Matanya tidak dapat berbohong. Aku lihat betul ada cipratan-cipratan aneh setiap kali tatapannya tertuju pada sosok itu. Gayanya saja yang terlihat tidak peduli. Sifat tomboynya memang terlalu dominan dan menutupi sifat kewanitaannya. Tapi walau bagaimanapun dia tetaplah seorang perempuan. Dia punya perasaan.

Namanya Killa. Anaknya manis. Dia termasuk salah satu orang penting di sekolahku. Bagaimana tidak? Dia pernah menjadi wakil dari Indonesia dalam turnamen taekwondo se-ASEAN. Otaknya juga cerdas. Namun sayangnya kurang diasah. Aku perhatikan dia sering tidur di kelas. Entah karena apa. Mungkin dia punya alasan.

Killa berjalan ke arah sosok di ujung koridor itu. Kedua tangannya memegang masing-masing satu botol pocari sweat. Salah satu botolnya dilempar asal ke arah sosok itu. Dan sosok itu terkejut bukan main. Killa tertawa melihat reaksinya. Sosok itu marah. Tapi Killa tidak perduli. Dia duduk di samping sosok itu, masih dengan tawa yang sama.

“Sayang, sebentar lagi band aku manggung. Doain ya,”

Aku terperangah mendengar suara itu. Ah, ternyata pacarku. Aku tersenyum padanya sembari mengangkat jempol pertanda aku pasti akan mendoakannya. Dia mengacak-acak rambutku lalu berbalik dan pergi meninggalkanku menuju kerumunan massa di depan panggung.

Tiba-tiba aku merasa tidak becus menjadi seorang pacar. Bukankah seharusnya aku memberinya semangat?

“Sayang,” aku memanggilnya sebelum dia semakin menjauh. Dia menoleh ke arahku. “Semangat ya!” ucapku sambil mengangkat kepalan tangan.

Dia tersenyum. Senyum yang sama seperti saat pertama kali kami bertemu. Tapi rasanya aneh. Ada yang berbeda. Apa ini perasaanku saja?

Dia membalik badan lalu pergi menjauh. Aku memandang punggungnya lekat. Dia merogoh saku celananya dan mengambil handphone. Sepertinya dia ingin menelepon seseorang. Siapa yang dia telepon?

Entah kenapa mataku langsung tertuju pada Killa.

***

Suara berisik dilapangan sekolah membuatku tidak nyaman membaca buku Physics Education ini. Sekalipun aku sedang berada di perpustakaan yang sepi. Ya, seharusnya tempat ini hening dan tenang. Karena sepenglihatanku, hanya ada aku dan penjaga perpustakaan di tempat ini. Namun suara musik yang kata Daffa beraliran rock ini berdentum kencang memekakkan telinga. Dinding perpus pun tak cukup kokoh meredam suara –suara tidak jelas itu. Heran, kenapa Daffa begitu suka musik brutal seperti ini?
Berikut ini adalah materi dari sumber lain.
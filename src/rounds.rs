//! Per-round outcomes of the rerun process and their aggregate.

use parking_lot::Mutex;
use serde::{Deserialize, Serialize};
use std::fmt;
use std::sync::atomic::{AtomicBool, Ordering};
use tracing::info;

use crate::progress::RerunStatisticsSource;

/// Outcome of one rerun round.
#[derive(Debug, Clone, Copy, PartialEq, Eq, Serialize, Deserialize)]
pub struct RoundResult {
    /// Round number (1-indexed).
    pub round_number: u32,
    /// Scenarios that passed in the round.
    pub success_count: u32,
    /// Scenarios that failed in the round.
    pub failure_count: u32,
    /// Round wall time in milliseconds.
    pub duration_ms: u64,
}

impl RoundResult {
    #[must_use]
    pub fn new(round_number: u32, success_count: u32, failure_count: u32, duration_ms: u64) -> Self {
        Self {
            round_number,
            success_count,
            failure_count,
            duration_ms,
        }
    }

    /// Scenarios executed in the round.
    #[must_use]
    pub fn total_count(&self) -> u32 {
        self.success_count.saturating_add(self.failure_count)
    }
}

impl fmt::Display for RoundResult {
    fn fmt(&self, f: &mut fmt::Formatter<'_>) -> fmt::Result {
        write!(
            f,
            "RoundResult{{round={}, success={}, failure={}, duration={}ms}}",
            self.round_number, self.success_count, self.failure_count, self.duration_ms
        )
    }
}

/// Aggregate over every recorded round.
#[derive(Debug, Clone, Copy, Default, PartialEq, Serialize, Deserialize)]
pub struct RerunStatistics {
    /// Rounds recorded.
    pub total_count: u32,
    /// Scenario passes summed across rounds.
    pub success_count: u32,
    /// Scenario failures summed across rounds.
    pub failure_count: u32,
    /// Passes as a percentage of executed scenarios.
    pub success_rate: f64,
}

/// Records round results as the rerun process executes them.
#[derive(Debug, Default)]
pub struct RoundLedger {
    results: Mutex<Vec<RoundResult>>,
    running: AtomicBool,
}

impl RoundLedger {
    #[must_use]
    pub fn new() -> Self {
        Self::default()
    }

    /// Mark the rerun process as running.
    pub fn begin(&self) {
        self.running.store(true, Ordering::SeqCst);
    }

    /// Mark the rerun process as stopped.
    pub fn finish(&self) {
        self.running.store(false, Ordering::SeqCst);
    }

    /// Append a finished round.
    pub fn record(&self, result: RoundResult) {
        info!("{}", result);
        self.results.lock().push(result);
    }

    /// Recorded rounds, in order.
    #[must_use]
    pub fn results(&self) -> Vec<RoundResult> {
        self.results.lock().clone()
    }

    /// Most recent round.
    #[must_use]
    pub fn last(&self) -> Option<RoundResult> {
        self.results.lock().last().copied()
    }

    /// Drop all rounds and stop.
    pub fn clear(&self) {
        self.results.lock().clear();
        self.finish();
    }
}

impl RerunStatisticsSource for RoundLedger {
    fn statistics(&self) -> RerunStatistics {
        let results = self.results.lock();
        let success_count = results
            .iter()
            .fold(0u32, |acc, r| acc.saturating_add(r.success_count));
        let failure_count = results
            .iter()
            .fold(0u32, |acc, r| acc.saturating_add(r.failure_count));
        let executed = f64::from(success_count) + f64::from(failure_count);

        RerunStatistics {
            total_count: u32::try_from(results.len()).unwrap_or(u32::MAX),
            success_count,
            failure_count,
            success_rate: if executed == 0.0 {
                0.0
            } else {
                f64::from(success_count) * 100.0 / executed
            },
        }
    }

    fn is_rerun_running(&self) -> bool {
        self.running.load(Ordering::SeqCst)
    }
}

#[cfg(test)]
mod tests {
    use super::*;

    #[test]
    fn test_round_result_totals_and_display() {
        let result = RoundResult::new(2, 8, 2, 1500);
        assert_eq!(result.total_count(), 10);
        assert_eq!(
            result.to_string(),
            "RoundResult{round=2, success=8, failure=2, duration=1500ms}"
        );
    }

    #[test]
    fn test_empty_ledger_statistics() {
        let ledger = RoundLedger::new();
        assert_eq!(ledger.statistics(), RerunStatistics::default());
        assert!(!ledger.is_rerun_running());
        assert!(ledger.last().is_none());
    }

    #[test]
    fn test_statistics_sum_across_rounds() {
        let ledger = RoundLedger::new();
        ledger.record(RoundResult::new(1, 6, 4, 1000));
        ledger.record(RoundResult::new(2, 3, 1, 400));
        ledger.record(RoundResult::new(3, 1, 0, 100));

        let stats = ledger.statistics();
        assert_eq!(stats.total_count, 3);
        assert_eq!(stats.success_count, 10);
        assert_eq!(stats.failure_count, 5);
        assert!((stats.success_rate - 66.666).abs() < 0.01);
        assert_eq!(ledger.last().unwrap().round_number, 3);
    }

    #[test]
    fn test_counts_saturate_instead_of_overflowing() {
        let huge = RoundResult::new(1, u32::MAX, u32::MAX, 0);
        assert_eq!(huge.total_count(), u32::MAX);

        let ledger = RoundLedger::new();
        ledger.record(huge);
        ledger.record(RoundResult::new(2, 5, 5, 0));

        let stats = ledger.statistics();
        assert_eq!(stats.success_count, u32::MAX);
        assert_eq!(stats.failure_count, u32::MAX);
        assert!((stats.success_rate - 50.0).abs() < 0.001);
    }

    #[test]
    fn test_running_flag_and_clear() {
        let ledger = RoundLedger::new();
        ledger.begin();
        ledger.record(RoundResult::new(1, 1, 0, 10));
        assert!(ledger.is_rerun_running());

        ledger.clear();
        assert!(!ledger.is_rerun_running());
        assert!(ledger.results().is_empty());
    }
}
Aku menutup buku. Percuma saja sepertinya jika aku melanjutkan hobby membacaku dalam keadaan berisik seperti ini. Mataku menerawang menembus jendela perpus. Entah kenapa, titik sorot mataku bertumpu pada satu sosok berkilau di bawah pohon beringin di sisi lapangan.

Gia. Nama yang selalu terdengar indah di telingaku. Sejak SD dulu, dia selalu berkilau dengan kesederhanaannya. Sayangnya dia sering tidak percaya diri. Andai aku punya kesempatan untuk mendekatinya, hal pertama yang akan aku lakukan adalah memberinya semangat untuk tidak malu tampil di muka umum. Aku tahu dia punya bakat menyanyi, tapi dia tidak pernah memperlihatkannya di depan umum.

Dulu saat SD kelas 6, ujian kesenian adalah menyanyi. Mau tidak mau dia harus tampil di depan kelas. Awalnya kelihatan meragukan, tapi saat dia mulai bernyanyi, suaranya menggetarkan seisi kelas. Bulu kudukku sampai berdiri. Dan pada akhirnya, dia lah satu-satunya anak yang mendapat nilai 100 dalam ujian kesenian saat itu.

Aku memang telah mengenalnya sejak lama. Tapi entah kenapa nyaliku selalu ciut setiap kali aku ingin mengajaknya berbicara. Bahkan saat berpapasan pun aku tidak berani menatap matanya, apalagi tersenyum. Bodoh. Ya, aku memang bodoh. Aku menyukainya tapi aku hanya bisa memandanginya dari balik jendela seperti ini.

Tiba-tiba seseorang yang aku kenal muncul dalam pandanganku. Dia mendekati Gia. Tangannya mengacak-acak rambut Gia mesra. Sial. Dadaku rasanya panas. Cemburu itu muncul lagi. Untungnya dia segera meninggalkan Gia menuju panggung. Rasa panas itu kembali mendingin.

Handphone-ku berdering. Dari Daffa.

“Heh, bray, bentar lagi gue manggung nih. Gue mau tunjukkin ke elo musik rock itu nggak selalu brutal. Gue tunggu ye dibawah panggung,”

Klik. Telpon terputus.

***

Mataku menangkap satu siluet di ujung koridor. Dalam sekejap aku sudah tau siapa sosok itu. Tertidur dengan posisi duduk di lantai dengan telinga disumbat headet. Siapa lagi kalau bukan Yuza, kapten tim sepak bola kebanggaan sekolahku.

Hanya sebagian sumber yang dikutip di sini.